My two favorite features of the Total BitHead are its USB connectivity and its crossfeed circuit. You can plug the unit into your PC or Mac and it will recognize the BitHead and use it as an external USB audio card — which means you effectively get a digital input, in addition to the analog minijack. It would be even nicer if the Total BitHead also had optical and S/PDIF inputs, but since part of the goal was to keep the size and cost down, I can understand why that was left out.
And HeadRoom definitely knows crossfeed circuits; I’ve checked out their higher-end Desktop Amp, and the crossfeed on the BitHead is definitely on a similar level. It essentially changes the soundstage to bring things like vocals and horns more up front; when you’ve been listening to the BitHead with the crossfeed engaged and then turn it off, you’ll get the impression of the “room” flattening out and widening a bit. Either way, the audio is a lot less fatiguing to listen to, and you get a much better sense of space and stereo separation than without an amp.
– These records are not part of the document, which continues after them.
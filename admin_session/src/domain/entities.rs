use serde::{Deserialize, Deserializer, Serialize, de};
use std::fmt::Display;
use std::str::FromStr;

// Admin session as seen by one scope (browser tab).
#[derive(Clone, Debug, Default, PartialEq, Eq)]
pub struct SessionSnapshot {
    pub token: Option<String>,
    pub session_error: Option<String>,
}

// Validation lifecycle of the stored admin token.
#[derive(Clone, Copy, Debug, Default, PartialEq, Eq, Serialize)]
#[serde(rename_all = "snake_case")]
pub enum SessionState {
    #[default]
    NoToken,
    Validating,
    Valid,
    Invalid,
    Unavailable,
}

// Contact form message returned by the admin-gated probe call.
#[derive(Clone, Debug, PartialEq, Eq, Serialize, Deserialize)]
pub struct ContactMessage {
    #[serde(deserialize_with = "number_or_string")]
    pub id: u64,
    pub name: String,
    pub email: String,
    pub message: String,
    // Nanoseconds since the epoch.
    #[serde(deserialize_with = "number_or_string")]
    pub timestamp: i64,
}

// Bridges often encode 64-bit integers as JSON strings.
fn number_or_string<'de, D, T>(deserializer: D) -> Result<T, D::Error>
where
    D: Deserializer<'de>,
    T: Deserialize<'de> + FromStr,
    T::Err: Display,
{
    #[derive(Deserialize)]
    #[serde(untagged)]
    enum Wire<T> {
        Number(T),
        Text(String),
    }

    match Wire::<T>::deserialize(deserializer)? {
        Wire::Number(value) => Ok(value),
        Wire::Text(text) => text.trim().parse().map_err(de::Error::custom),
    }
}

#[derive(Clone, Debug, PartialEq, Eq, Serialize)]
#[serde(tag = "status", content = "message", rename_all = "snake_case")]
pub enum HealthStatus {
    Reachable(String),
    Unreachable(String),
}

impl HealthStatus {
    pub fn is_reachable(&self) -> bool {
        matches!(self, HealthStatus::Reachable(_))
    }

    pub fn message(&self) -> &str {
        match self {
            HealthStatus::Reachable(message) | HealthStatus::Unreachable(message) => message,
        }
    }
}
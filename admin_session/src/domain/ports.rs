use async_trait::async_trait;
use std::sync::Arc;

use crate::domain::entities::ContactMessage;
use crate::domain::rejection::RawError;

// Port for the per-scope key/value storage backing the admin session.
pub trait SessionStorage: Send + Sync {
    fn get_item(&self, key: &str) -> Result<Option<String>, String>;
    fn set_item(&self, key: &str, value: &str) -> Result<(), String>;
    fn remove_item(&self, key: &str) -> Result<(), String>;
}

// Port for the remote backend actor. Use cases depend on this trait, not on
// the concrete client.
#[async_trait]
pub trait AdminBackend: Send + Sync {
    // Whether the collaborator finished initialising and may be called.
    fn is_ready(&self) -> bool {
        true
    }

    async fn admin_login(&self, username: &str, password: &str)
    -> Result<Option<String>, RawError>;

    // Admin-gated read.
    async fn get_messages(&self, admin_token: &str) -> Result<Vec<ContactMessage>, RawError>;

    // Token validity check only: any accepted call is a success, whatever the
    // payload looks like.
    async fn probe_session(&self, admin_token: &str) -> Result<(), RawError> {
        self.get_messages(admin_token).await.map(|_| ())
    }

    async fn health(&self) -> Result<String, RawError>;
}

#[async_trait]
impl<T> AdminBackend for Arc<T>
where
    T: AdminBackend + ?Sized,
{
    fn is_ready(&self) -> bool {
        (**self).is_ready()
    }

    async fn admin_login(
        &self,
        username: &str,
        password: &str,
    ) -> Result<Option<String>, RawError> {
        (**self).admin_login(username, password).await
    }

    async fn get_messages(&self, admin_token: &str) -> Result<Vec<ContactMessage>, RawError> {
        (**self).get_messages(admin_token).await
    }

    async fn probe_session(&self, admin_token: &str) -> Result<(), RawError> {
        (**self).probe_session(admin_token).await
    }

    async fn health(&self) -> Result<String, RawError> {
        (**self).health().await
    }
}
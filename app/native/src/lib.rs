//! Wingman - a keyboard-driven horizontal tiling window manager service.
//!
//! Windows on every monitor are laid out side by side in one ordered group
//! per monitor. Hotkey actions reorder, resize, maximize and restyle the
//! focused window or move focus between tiles, and a polling reconciliation
//! loop keeps the layout in sync with windows opened, closed or moved
//! outside of Wingman.
//!
//! This library provides the tiling engine and the CLI. The binary
//! delegates to [`cli::run`].

pub mod cli;
pub mod config;
pub mod error;
pub mod hotkey;
pub mod logging;
pub mod schema;
pub mod tiling;

use std::sync::Arc;

use tokio::io::AsyncBufRead;

use crate::config::WingmanConfig;
use crate::error::WingmanError;
use crate::hotkey::{HotkeyDispatcher, HotkeyTable};
use crate::tiling::{TilingService, TilingSnapshot, WindowSurface};

/// Runs the tiling service against `surface`, dispatching hotkey triggers
/// read line by line from `input` until `quit`, end of input or Ctrl-C.
///
/// Returns the final layout.
///
/// # Errors
///
/// Returns an error if the surface reports no monitors or the coordinator
/// stops unexpectedly.
pub async fn run_service<R>(
    surface: Arc<dyn WindowSurface>,
    config: &WingmanConfig,
    input: R,
) -> Result<TilingSnapshot, WingmanError>
where
    R: AsyncBufRead + Unpin,
{
    let service = TilingService::start(surface, config.tiling.clone())?;

    let table = HotkeyTable::new(&config.keybindings, config.tiling.enabled);
    tracing::info!(hotkeys = table.len(), tiling = config.tiling.enabled, "hotkey table ready");
    let dispatcher = HotkeyDispatcher::new(table, service.handle().clone());

    // Windows already on screen are loaded before the first trigger.
    service.settle().await;

    let outcome = tokio::select! {
        result = hotkey::run_line_source(input, &dispatcher) => result.map_err(WingmanError::from),
        Ok(()) = tokio::signal::ctrl_c() => {
            tracing::info!("interrupted");
            Ok(())
        }
    };

    let snapshot = match outcome {
        Ok(()) => service.handle().snapshot().await.map_err(WingmanError::from),
        Err(err) => Err(err),
    };
    service.stop().await;
    snapshot
}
Some music benefits from the crossfeed more than others — for acoustic jazz (think 50′s/60′s Blue Note era), I prefer it off. Rock and hip-hop both gain a little more oomph with the crossfeed on, and it can help bring soloists to the forefront in classical music. It’s definitely a matter of personal taste, but I can at least vouch for the fact that HeadRoom’s circuit does what it’s supposed to do very well.
I tested the BitHead with a wide variety of headphones (actually, I’ve been using it pretty steadily for about a year), from Shure’s E2c all the way up to AKG K 701′s — and just about everything in between. It takes them all to the next level of sound quality.
Other nice bonuses include dual headphone jacks and solid battery life (30-35 hours on alkalines, much more with lithium batteries). Plus, when you’ve got the BitHead connected to your computer, you can either use it as a bus-powered audio card or you can flip the power switch on and use the unit’s on-board DAC for even cleaner sound.
Like any product, the BitHead has its downsides: You can’t hot-swap batteries as they’re running out like you can with the Core Sound HeadLine. Also, the volume wheel is scratchy when you make adjustments while listening; HeadRoom says this was a necessary compromise. And again, optical/coax or S/PDIF would have been a nice inclusion.
Rarely do I fall in love with a portable audio device to the point where I’m willing to gush about it in print (or online). But the Total Bithead truly deserves it, and I’ve had a high-school crush on it ever since our eyes (okay, my eyes and its LEDs) met from across a room. If you really really really care about sound quality (and have some decent headphones), this is the best $149 you can spend.